It was with great interest that we read the study by Mathew et al. (1). We thank the authors for their elegant and detailed functional analyses of circulating blood dendritic cells in sarcoidosis.
From a clinical standpoint, one conclusion of the authors needs commenting and a word of caution.
The authors use the widely accepted chest x-ray staging system proposed by Scadding in 1961 (2) as a measure of pulmonary disease activity and correlate it with in vitro measures of myeloid dendritic cell function and in vivo measures of delayed type hypersensitivity responses. They conclude that in vitro myeloid dendritic cell function correlates with in vivo measures of pulmonary disease severity.
The Scadding chest x-ray staging system is a purely descriptive and somewhat arbitrary classification that is generally accepted to correlate poorly overall with pulmonary disease activity and progression in patients with sarcoidosis (3).
Therefore, we believe that the above conclusion has to be interpreted with great caution.
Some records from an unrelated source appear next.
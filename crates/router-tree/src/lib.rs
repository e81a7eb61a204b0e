//! Compressed radix (Patricia) tree over sequences of token ids.
//!
//! Mirrors a worker's believed KV-cache contents: `insert` records that a
//! sequence has been sent to the worker, `delete` retracts that, and
//! `prefix_match` finds the longest prefix of a query the worker has
//! already seen. Reference counting on each node means structure that no
//! live sequence still needs disappears on its own, with no scheduled
//! eviction pass.

use std::collections::HashMap;
use std::fmt;

pub type TokenId = u32;

#[derive(Debug, thiserror::Error)]
pub enum TreeError {
    #[error("sequence of length {sequence_len} is not present in the tree")]
    NotFound { sequence_len: usize },
}

#[derive(Debug, Default)]
struct Node {
    edge: Vec<TokenId>,
    children: HashMap<TokenId, Node>,
    count: u64,
}

/// A tree tracking zero or more live (inserted, not yet deleted) token-id
/// sequences for a single worker.
#[derive(Default)]
pub struct RadixTree {
    root: Node,
}

impl RadixTree {
    pub fn new() -> Self {
        Self::default()
    }

    /// Total number of currently-tracked sequences (inserts minus deletes
    /// over the tree's lifetime).
    pub fn len(&self) -> u64 {
        self.root.count
    }

    pub fn is_empty(&self) -> bool {
        self.root.count == 0
    }

    /// Add one reference for `seq`.
    pub fn insert(&mut self, seq: &[TokenId]) {
        insert_rec(&mut self.root, seq);
        self.root.count += 1;
    }

    /// Longest prefix of `seq` reachable along a single root-to-node path.
    /// Read-only; never mutates the tree.
    pub fn prefix_match(&self, seq: &[TokenId]) -> Vec<TokenId> {
        let mut node = &self.root;
        let mut remaining = seq;
        let mut matched = 0usize;

        loop {
            if remaining.is_empty() {
                break;
            }
            let Some(child) = node.children.get(&remaining[0]) else {
                break;
            };
            let p = common_prefix_len(&child.edge, remaining);
            matched += p;
            if p == child.edge.len() {
                remaining = &remaining[p..];
                node = child;
            } else {
                break;
            }
        }

        seq[..matched].to_vec()
    }

    /// Remove one reference for `seq`. `seq` must currently be tracked
    /// (i.e. inserted and not yet deleted); otherwise returns `NotFound`
    /// and leaves the tree unchanged.
    pub fn delete(&mut self, seq: &[TokenId]) -> Result<(), TreeError> {
        if !self.terminates_at_node(seq) {
            return Err(TreeError::NotFound {
                sequence_len: seq.len(),
            });
        }
        delete_rec(&mut self.root, seq);
        self.root.count -= 1;
        Ok(())
    }

    /// True if `seq` traverses only fully-consumed edges and lands
    /// exactly on a node, rather than stopping partway along an edge.
    /// `prefix_match(seq) == seq` is not enough to tell the two apart:
    /// a mid-edge stop still reports the tokens matched so far as the
    /// prefix, which equals `seq` whenever `seq` ends inside that edge.
    fn terminates_at_node(&self, seq: &[TokenId]) -> bool {
        let mut node = &self.root;
        let mut remaining = seq;
        loop {
            if remaining.is_empty() {
                return true;
            }
            let Some(child) = node.children.get(&remaining[0]) else {
                return false;
            };
            let p = common_prefix_len(&child.edge, remaining);
            if p != child.edge.len() {
                return false;
            }
            remaining = &remaining[p..];
            node = child;
        }
    }
}

impl fmt::Debug for RadixTree {
    fn fmt(&self, f: &mut fmt::Formatter<'_>) -> fmt::Result {
        writeln!(f, "RadixTree(root count={})", self.root.count)?;
        fn write_node(f: &mut fmt::Formatter<'_>, node: &Node, depth: usize) -> fmt::Result {
            let mut entries: Vec<_> = node.children.iter().collect();
            entries.sort_by_key(|(k, _)| **k);
            for (_, child) in entries {
                writeln!(
                    f,
                    "{}edge={:?} count={}",
                    "  ".repeat(depth + 1),
                    child.edge,
                    child.count
                )?;
                write_node(f, child, depth + 1)?;
            }
            Ok(())
        }
        write_node(f, &self.root, 0)
    }
}

fn common_prefix_len(a: &[TokenId], b: &[TokenId]) -> usize {
    a.iter().zip(b.iter()).take_while(|(x, y)| x == y).count()
}

fn insert_rec(node: &mut Node, remaining: &[TokenId]) {
    if remaining.is_empty() {
        return;
    }
    let key = remaining[0];
    match node.children.get_mut(&key) {
        Some(child) => {
            let p = common_prefix_len(&child.edge, remaining);
            if p == child.edge.len() {
                child.count += 1;
                insert_rec(child, &remaining[p..]);
            } else {
                split_child(child, p);
                child.count += 1;
                insert_rec(child, &remaining[p..]);
            }
        }
        None => {
            node.children.insert(
                key,
                Node {
                    edge: remaining.to_vec(),
                    children: HashMap::new(),
                    count: 1,
                },
            );
        }
    }
}

/// Splits `child`'s edge at offset `p` (`0 < p < child.edge.len()`),
/// introducing a new intermediate node that takes over `child`'s old edge
/// tail, count, and children. `child` is left in place as the
/// intermediate, with `edge` truncated to its first `p` tokens.
fn split_child(child: &mut Node, p: usize) {
    let old_edge = std::mem::take(&mut child.edge);
    let old_children = std::mem::take(&mut child.children);
    let old_count = child.count;

    let tail_key = old_edge[p];
    let grandchild = Node {
        edge: old_edge[p..].to_vec(),
        children: old_children,
        count: old_count,
    };

    child.edge = old_edge[..p].to_vec();
    child.count = old_count;
    child.children.insert(tail_key, grandchild);
}

const VALIDATED: &str = "delete() validates the full path via prefix_match before mutating";

fn delete_rec(node: &mut Node, remaining: &[TokenId]) {
    if remaining.is_empty() {
        return;
    }
    let key = remaining[0];
    let p = {
        let child = node.children.get(&key).expect(VALIDATED);
        common_prefix_len(&child.edge, remaining)
    };
    node.children.get_mut(&key).expect(VALIDATED).count -= 1;
    delete_rec(node.children.get_mut(&key).expect(VALIDATED), &remaining[p..]);
    if node.children.get(&key).expect(VALIDATED).count == 0 {
        node.children.remove(&key);
    }
}
use std::net::SocketAddr;

use clap::Parser;

/// CLI configuration for the router's own HTTP front door. Everything a
/// generate request itself carries (sampling params, etc.) is opaque and
/// forwarded verbatim; this only configures the router.
#[derive(Debug, Parser)]
#[command(name = "router-server", about = "Affinity-aware LLM request router")]
pub struct Cli {
    /// Address to bind the router's own HTTP server on.
    #[arg(long, default_value = "0.0.0.0:8080")]
    pub bind: SocketAddr,

    /// Worker address to register at startup, e.g. `--worker http://10.0.0.1:30000`.
    /// May be repeated. The worker id is its address.
    #[arg(long = "worker", value_name = "ADDRESS")]
    pub workers: Vec<String>,

    /// Dispatch policy: affinity, round_robin, or random (case-insensitive).
    #[arg(long, default_value = "affinity")]
    pub policy: String,

    /// Match-rate threshold above which a request is pinned to its
    /// highest-affinity worker. Only meaningful for the affinity policy.
    #[arg(long, default_value_t = router_core::DEFAULT_AFFINITY_THRESHOLD)]
    pub affinity_threshold: f64,

    /// `tracing-subscriber` `EnvFilter` directive, e.g. `info` or
    /// `router_core=debug,tower_http=info`.
    #[arg(long, default_value = "info")]
    pub log_filter: String,
}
Also, it would have been interesting to include stage IV (fibrosis) in the analysis, since it may correlate less poorly with disease activity than the other stages (4). Markers of disease activity that distinguish better between treatment-responsive inflammatory lesions and treatment-nonresponsive fibrotic lesions than chest x-ray staging are high resolution CAT scanning (5), functional-anatomical imaging techniques like gallium or positron emission tomography (PET) scanning (6, 7, 8), and, last but not least, the clinician’s assessment of the clinical findings.
New scoring systems to assess disease activity have recently been proposed but still need validation (4, 9).